(Try it)
Pull out every line below holding the word "Some".

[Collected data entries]
┄┄┄┄┄┄┄┄┄┄┄┄┄┄┄┄┄┄┄┄
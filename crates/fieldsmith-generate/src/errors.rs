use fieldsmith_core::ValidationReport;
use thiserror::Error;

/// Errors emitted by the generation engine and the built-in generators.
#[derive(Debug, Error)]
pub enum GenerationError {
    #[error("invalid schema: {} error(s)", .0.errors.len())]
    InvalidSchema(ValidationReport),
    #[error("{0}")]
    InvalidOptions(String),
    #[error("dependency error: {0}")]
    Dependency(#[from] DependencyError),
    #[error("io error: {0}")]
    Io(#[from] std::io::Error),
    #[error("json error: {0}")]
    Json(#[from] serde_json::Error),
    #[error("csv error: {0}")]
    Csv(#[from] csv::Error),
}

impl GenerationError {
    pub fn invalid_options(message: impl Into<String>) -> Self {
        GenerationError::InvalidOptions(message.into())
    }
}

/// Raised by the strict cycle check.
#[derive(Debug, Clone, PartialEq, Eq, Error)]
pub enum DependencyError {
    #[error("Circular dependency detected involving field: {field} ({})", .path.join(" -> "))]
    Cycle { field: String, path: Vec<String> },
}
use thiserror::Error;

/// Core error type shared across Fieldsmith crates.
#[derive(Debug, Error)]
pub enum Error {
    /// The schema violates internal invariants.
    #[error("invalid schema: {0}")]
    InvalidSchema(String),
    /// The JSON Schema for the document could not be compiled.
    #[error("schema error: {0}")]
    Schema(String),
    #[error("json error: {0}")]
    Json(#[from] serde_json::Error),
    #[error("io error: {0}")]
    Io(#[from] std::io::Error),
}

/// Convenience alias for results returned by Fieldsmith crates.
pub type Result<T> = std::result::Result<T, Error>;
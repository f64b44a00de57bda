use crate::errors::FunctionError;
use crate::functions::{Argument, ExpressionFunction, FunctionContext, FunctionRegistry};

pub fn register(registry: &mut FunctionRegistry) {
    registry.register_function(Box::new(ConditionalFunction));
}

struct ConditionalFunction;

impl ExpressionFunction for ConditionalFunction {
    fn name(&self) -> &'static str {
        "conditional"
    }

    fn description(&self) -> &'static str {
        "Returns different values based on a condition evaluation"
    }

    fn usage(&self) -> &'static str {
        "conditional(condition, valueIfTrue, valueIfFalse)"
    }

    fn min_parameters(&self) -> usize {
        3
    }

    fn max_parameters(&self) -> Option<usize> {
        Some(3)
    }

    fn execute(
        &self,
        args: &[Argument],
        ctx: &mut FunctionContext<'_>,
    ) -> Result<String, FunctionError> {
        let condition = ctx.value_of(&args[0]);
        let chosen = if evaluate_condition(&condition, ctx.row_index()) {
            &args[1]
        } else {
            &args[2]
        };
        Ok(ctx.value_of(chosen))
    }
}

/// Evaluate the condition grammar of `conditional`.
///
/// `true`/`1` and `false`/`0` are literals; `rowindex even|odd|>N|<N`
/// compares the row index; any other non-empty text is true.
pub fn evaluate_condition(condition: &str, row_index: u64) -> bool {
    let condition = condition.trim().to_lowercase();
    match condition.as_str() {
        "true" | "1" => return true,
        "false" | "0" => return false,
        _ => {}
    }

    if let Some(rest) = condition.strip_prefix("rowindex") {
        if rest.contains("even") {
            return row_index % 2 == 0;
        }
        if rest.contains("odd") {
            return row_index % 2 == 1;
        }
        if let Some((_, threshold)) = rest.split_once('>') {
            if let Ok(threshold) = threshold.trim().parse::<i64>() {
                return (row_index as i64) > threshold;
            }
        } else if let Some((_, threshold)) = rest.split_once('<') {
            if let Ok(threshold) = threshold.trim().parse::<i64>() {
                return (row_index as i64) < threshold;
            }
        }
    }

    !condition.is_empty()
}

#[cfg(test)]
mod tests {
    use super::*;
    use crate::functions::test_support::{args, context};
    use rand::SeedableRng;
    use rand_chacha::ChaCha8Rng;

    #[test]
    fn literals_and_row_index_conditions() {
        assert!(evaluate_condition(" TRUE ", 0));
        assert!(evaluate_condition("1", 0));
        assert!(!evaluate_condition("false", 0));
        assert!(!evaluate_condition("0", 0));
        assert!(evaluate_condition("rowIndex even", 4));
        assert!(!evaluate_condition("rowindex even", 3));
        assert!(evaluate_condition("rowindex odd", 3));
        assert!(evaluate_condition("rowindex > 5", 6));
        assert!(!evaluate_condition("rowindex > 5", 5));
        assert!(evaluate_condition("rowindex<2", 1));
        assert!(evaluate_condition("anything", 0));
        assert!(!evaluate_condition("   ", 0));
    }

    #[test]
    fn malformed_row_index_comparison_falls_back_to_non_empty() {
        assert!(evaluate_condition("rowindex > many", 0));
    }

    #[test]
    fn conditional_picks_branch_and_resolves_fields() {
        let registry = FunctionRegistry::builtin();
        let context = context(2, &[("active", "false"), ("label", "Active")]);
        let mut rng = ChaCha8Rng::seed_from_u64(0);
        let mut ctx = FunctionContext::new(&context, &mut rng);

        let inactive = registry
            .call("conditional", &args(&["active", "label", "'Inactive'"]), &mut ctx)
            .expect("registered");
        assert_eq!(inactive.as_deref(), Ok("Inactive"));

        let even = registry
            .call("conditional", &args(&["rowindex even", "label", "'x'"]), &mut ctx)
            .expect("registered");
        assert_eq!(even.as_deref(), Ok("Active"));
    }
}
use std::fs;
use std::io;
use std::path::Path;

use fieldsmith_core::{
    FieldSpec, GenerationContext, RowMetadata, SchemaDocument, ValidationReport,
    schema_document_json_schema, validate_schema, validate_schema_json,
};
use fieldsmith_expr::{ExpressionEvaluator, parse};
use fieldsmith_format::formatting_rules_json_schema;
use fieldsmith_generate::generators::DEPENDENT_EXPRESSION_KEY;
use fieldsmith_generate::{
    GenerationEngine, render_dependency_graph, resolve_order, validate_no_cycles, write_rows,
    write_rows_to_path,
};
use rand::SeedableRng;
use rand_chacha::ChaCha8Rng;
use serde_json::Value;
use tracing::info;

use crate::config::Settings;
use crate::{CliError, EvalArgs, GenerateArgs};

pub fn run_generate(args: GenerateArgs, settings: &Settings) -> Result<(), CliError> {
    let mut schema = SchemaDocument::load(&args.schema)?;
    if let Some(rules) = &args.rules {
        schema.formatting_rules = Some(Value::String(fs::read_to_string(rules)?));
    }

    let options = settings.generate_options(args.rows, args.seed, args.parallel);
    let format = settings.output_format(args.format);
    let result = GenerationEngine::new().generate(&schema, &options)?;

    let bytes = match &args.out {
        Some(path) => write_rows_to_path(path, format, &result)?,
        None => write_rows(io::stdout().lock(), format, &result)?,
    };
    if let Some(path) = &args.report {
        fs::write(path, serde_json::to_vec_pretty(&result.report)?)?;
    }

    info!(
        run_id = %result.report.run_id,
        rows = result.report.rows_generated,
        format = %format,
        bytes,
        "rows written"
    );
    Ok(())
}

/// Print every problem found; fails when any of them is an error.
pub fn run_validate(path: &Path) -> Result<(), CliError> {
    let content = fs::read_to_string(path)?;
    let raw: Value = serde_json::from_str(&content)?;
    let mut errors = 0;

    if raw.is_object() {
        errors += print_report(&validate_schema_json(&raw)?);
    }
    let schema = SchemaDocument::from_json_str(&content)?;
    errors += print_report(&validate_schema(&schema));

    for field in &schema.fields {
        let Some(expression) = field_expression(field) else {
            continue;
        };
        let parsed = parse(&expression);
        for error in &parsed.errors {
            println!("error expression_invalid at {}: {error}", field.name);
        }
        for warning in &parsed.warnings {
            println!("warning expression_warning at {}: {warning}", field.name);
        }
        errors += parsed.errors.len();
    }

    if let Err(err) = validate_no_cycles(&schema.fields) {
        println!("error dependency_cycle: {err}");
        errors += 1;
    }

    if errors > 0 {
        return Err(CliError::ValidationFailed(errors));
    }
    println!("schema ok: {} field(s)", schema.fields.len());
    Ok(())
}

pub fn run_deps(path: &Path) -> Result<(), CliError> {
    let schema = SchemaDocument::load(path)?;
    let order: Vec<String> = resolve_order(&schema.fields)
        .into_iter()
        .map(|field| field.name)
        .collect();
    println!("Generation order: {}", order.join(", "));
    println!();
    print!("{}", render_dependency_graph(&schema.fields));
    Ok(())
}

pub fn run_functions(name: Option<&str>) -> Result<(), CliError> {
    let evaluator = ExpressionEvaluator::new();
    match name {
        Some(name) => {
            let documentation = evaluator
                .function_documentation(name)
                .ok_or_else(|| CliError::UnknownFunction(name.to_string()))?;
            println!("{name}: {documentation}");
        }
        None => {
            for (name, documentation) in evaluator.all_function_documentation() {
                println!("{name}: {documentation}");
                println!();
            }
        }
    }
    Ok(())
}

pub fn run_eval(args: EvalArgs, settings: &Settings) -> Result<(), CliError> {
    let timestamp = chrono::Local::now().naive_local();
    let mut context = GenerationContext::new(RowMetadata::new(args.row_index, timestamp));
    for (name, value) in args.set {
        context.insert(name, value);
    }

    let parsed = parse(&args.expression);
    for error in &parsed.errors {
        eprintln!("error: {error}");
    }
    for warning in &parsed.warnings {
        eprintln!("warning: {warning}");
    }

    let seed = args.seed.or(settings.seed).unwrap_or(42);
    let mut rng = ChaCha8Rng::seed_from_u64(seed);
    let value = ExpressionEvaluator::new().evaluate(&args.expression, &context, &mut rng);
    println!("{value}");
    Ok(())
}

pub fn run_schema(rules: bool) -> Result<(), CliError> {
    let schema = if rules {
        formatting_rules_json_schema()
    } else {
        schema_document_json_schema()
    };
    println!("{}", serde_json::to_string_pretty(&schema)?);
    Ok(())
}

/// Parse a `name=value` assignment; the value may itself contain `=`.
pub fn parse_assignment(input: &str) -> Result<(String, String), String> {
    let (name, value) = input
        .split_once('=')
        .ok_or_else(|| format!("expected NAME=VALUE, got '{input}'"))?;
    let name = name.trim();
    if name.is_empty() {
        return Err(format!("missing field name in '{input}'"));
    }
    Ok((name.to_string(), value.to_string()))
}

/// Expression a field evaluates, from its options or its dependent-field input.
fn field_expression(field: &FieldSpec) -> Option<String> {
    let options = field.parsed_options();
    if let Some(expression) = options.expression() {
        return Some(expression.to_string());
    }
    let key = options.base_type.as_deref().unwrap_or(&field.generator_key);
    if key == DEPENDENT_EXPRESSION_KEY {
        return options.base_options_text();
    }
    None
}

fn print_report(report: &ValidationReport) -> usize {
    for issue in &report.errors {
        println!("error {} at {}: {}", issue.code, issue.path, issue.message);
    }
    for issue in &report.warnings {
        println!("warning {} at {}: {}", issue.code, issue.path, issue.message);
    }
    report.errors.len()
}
┄┄┄┄┄┄┄┄┄┄┄┄┄┄┄┄┄┄┄┄
(Response box)
        Some(3)
    if let Some(rest) = condition.strip_prefix("rowindex") {
        if let Some((_, threshold)) = rest.split_once('>') {
        } else if let Some((_, threshold)) = rest.split_once('<') {
    if let Some(rules) = &args.rules {
        schema.formatting_rules = Some(Value::String(fs::read_to_string(rules)?));
        Some(path) => write_rows_to_path(path, format, &result)?,
    if let Some(path) = &args.report {
        let Some(expression) = field_expression(field) else {
        Some(name) => {
    if let Some(expression) = options.expression() {
        return Some(expression.to_string());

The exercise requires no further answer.